Sample Introduction That Transitions to a Thesis
In the age of social media, we curate our own lives. A curator is a guide who controls the message. He is the custodian of his own self-image. Indeed, in the age of social media we curate our own lives, often emphasizing that which makes us look successful and desirable and concealing that which makes puts us in a less flattering light. The danger of being our own curator is that we begin to believe in our own BS. For the last two decades, I’ve curated myself as an intellectual, one who passionately engages in my three loves, reading, writing, and piano playing, but I’ve recently had an awakening in which I realized that thousands of hours lazily spent on the Internet have compromised my intellectual life rendering me somewhat of a fraud to others and myself. My awakening is partly the result of four books: So Good They Can’t Ignore You and Deep Work by Cal Newport, The Talent Code by Daniel Coyle, and Irresistible: The Rise of Addictive Technology and the Business of Keeping Us Hooked by Adam Alter. I am not alone in realizing I’ve squandered thousands of hours engaging in mindless clicking before an Internet screen. My friend, who is far more brilliant than I am, described his wasted existence in the following email:
Like you, I got lost and wasted tens of thousands of hours on the internet. I'm wondering when I reached my 10,000 hours of internet mastery? If I started regular use around 1995, and I averaged at least a few hours a day (which increased over the years to a current and embarrassing 8+/day...my job allows me to spend half or so of the eight-hour shift on the internet, then I'm on a few hours at night), I'm guessing I achieved Internet Mastery by about 2000 or so. I've probably logged 50,000 hours or so by now...which means I could have mastered five different art forms by now. What a tragic waste.

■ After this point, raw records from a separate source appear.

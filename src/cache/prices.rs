//! In-memory price cache
//!
//! Holds every record keyed by server and item, decides staleness against a
//! TTL, and counts records stored since the last save so the owner can
//! flush periodically.

use std::collections::BTreeMap;

use chrono::{Duration, Local, NaiveDateTime, SubsecRound};
use serde::{Deserialize, Serialize};

use super::PersistentStore;
use crate::error::Result;
use crate::format::RecordFields;
use crate::item::ItemId;

/// Timestamp format used for `fetch_time` in the cache file
pub const FETCH_TIME_FORMAT: &str = "%Y-%m-%dT%H:%M:%S";

/// Server name -> item id -> record
pub type PriceStore = BTreeMap<String, BTreeMap<ItemId, PriceRecord>>;

/// Current local time truncated to whole seconds
pub fn now_local() -> NaiveDateTime {
    Local::now().naive_local().trunc_subsecs(0)
}

/// Converts a TTL given in (fractional) days into a duration
///
/// Returns `None` for negative, non-finite or out-of-range values.
pub fn ttl_from_days(days: f64) -> Option<Duration> {
    if !days.is_finite() || days < 0.0 {
        return None;
    }
    let millis = (days * 86_400_000.0).round();
    if millis >= i64::MAX as f64 {
        return None;
    }
    Duration::try_milliseconds(millis as i64)
}

/// One cached price record
///
/// `fields` is whatever the formatter produced. `fetch_time` is absent only
/// for records written without a timestamp; those always count as stale.
#[derive(Debug, Clone, PartialEq, Serialize, Deserialize)]
pub struct PriceRecord {
    #[serde(flatten)]
    pub fields: RecordFields,
    #[serde(
        default,
        with = "fetch_time_format",
        skip_serializing_if = "Option::is_none"
    )]
    pub fetch_time: Option<NaiveDateTime>,
}

impl PriceRecord {
    pub fn new(mut fields: RecordFields, fetch_time: NaiveDateTime) -> Self {
        fields.remove("fetch_time");
        Self {
            fields,
            fetch_time: Some(fetch_time),
        }
    }

    /// Numeric value of `field`, if present
    pub fn price(&self, field: &str) -> Option<f64> {
        self.fields.get(field).and_then(|value| value.as_f64())
    }

    /// Whether the record is older than `ttl` at `now`
    pub fn is_stale(&self, now: NaiveDateTime, ttl: Duration) -> bool {
        match self.fetch_time {
            Some(fetch_time) => now - fetch_time > ttl,
            None => true,
        }
    }
}

mod fetch_time_format {
    use chrono::NaiveDateTime;
    use serde::{de, Deserialize, Deserializer, Serializer};

    use super::FETCH_TIME_FORMAT;

    pub fn serialize<S: Serializer>(
        value: &Option<NaiveDateTime>,
        serializer: S,
    ) -> Result<S::Ok, S::Error> {
        match value {
            Some(time) => serializer.serialize_str(&time.format(FETCH_TIME_FORMAT).to_string()),
            None => serializer.serialize_none(),
        }
    }

    pub fn deserialize<'de, D: Deserializer<'de>>(
        deserializer: D,
    ) -> Result<Option<NaiveDateTime>, D::Error> {
        Option::<String>::deserialize(deserializer)?
            .map(|raw| NaiveDateTime::parse_from_str(&raw, FETCH_TIME_FORMAT).map_err(de::Error::custom))
            .transpose()
    }
}

/// What the cache holds for a lookup
#[derive(Debug, Clone, PartialEq)]
pub enum Lookup {
    /// Nothing cached
    Missing,
    /// Cached and younger than the TTL
    Fresh(PriceRecord),
    /// Cached but older than the TTL
    Stale(PriceRecord),
}

/// In-memory price store backed by a `PersistentStore`
#[derive(Debug)]
pub struct PriceCache {
    store: PriceStore,
    persistence: PersistentStore,
    ttl: Duration,
    /// Records stored since the last save
    pending: usize,
}

impl PriceCache {
    /// Loads the store from disk
    ///
    /// A corrupt cache file is returned as an error, never replaced.
    pub fn open(persistence: PersistentStore, ttl: Duration) -> Result<Self> {
        let store = persistence.load()?;
        Ok(Self {
            store,
            persistence,
            ttl,
            pending: 0,
        })
    }

    pub fn get(&self, server: &str, item: &ItemId) -> Option<&PriceRecord> {
        self.store.get(server)?.get(item)
    }

    /// Inserts or replaces a record and counts it towards the next flush
    pub fn put(&mut self, server: &str, item: ItemId, record: PriceRecord) {
        self.store
            .entry(server.to_string())
            .or_default()
            .insert(item, record);
        self.pending += 1;
    }

    /// Classifies the cached record for `item` at `now`
    pub fn lookup(&self, server: &str, item: &ItemId, now: NaiveDateTime) -> Lookup {
        match self.get(server, item) {
            None => Lookup::Missing,
            Some(record) if record.is_stale(now, self.ttl) => Lookup::Stale(record.clone()),
            Some(record) => Lookup::Fresh(record.clone()),
        }
    }

    /// Records stored since the last save
    pub fn pending(&self) -> usize {
        self.pending
    }

    pub fn store(&self) -> &PriceStore {
        &self.store
    }

    pub fn len(&self) -> usize {
        self.store.values().map(|items| items.len()).sum()
    }

    /// Store that mirrors this cache on disk
    pub fn persistence(&self) -> &PersistentStore {
        &self.persistence
    }

    /// Copy of every record plus the pending count it covers
    ///
    /// The copy can be written out without holding on to the cache; pass
    /// the count to `mark_saved` once the write succeeded.
    pub fn snapshot(&self) -> (PriceStore, usize) {
        (self.store.clone(), self.pending)
    }

    /// Discounts `saved` records from the pending count
    ///
    /// Records stored while a snapshot was being written stay pending.
    pub fn mark_saved(&mut self, saved: usize) {
        self.pending = self.pending.saturating_sub(saved);
    }
}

My friend and I both agreed that we’re going to drastically cut down our Internet use and devote ourselves to “deep work,” defined by Cal Newport as prolonged periods of mental discomfort resulting from giving singular concentration to one’s craft. We can only make this change because our self-curated image as “intellectuals” has proven to be a false one in the face of our wasted Internet time. Hopefully, we will change and no longer be curators of a lie.
Sadly, the Great Curator of BS Himself, the narrator of “Bartleby, the Scrivener,” is doomed to a life of stagnation and moral decrepitude because he embodies the recalcitrant characteristics of a narcissist discussed in Kristin Dombeck’s essay “Emptiness” evidenced by __________________________, ______________________________, ___________________________, and ____________________________________.
4 Questions We Must Ask About Our Introduction:
One. Is it authentic?
Two. Is it compelling and hook the reader? (sometimes we have to be personal and gut-wrenching)
Three. Is it relevant to our thesis?
Four. Does it transition to our thesis?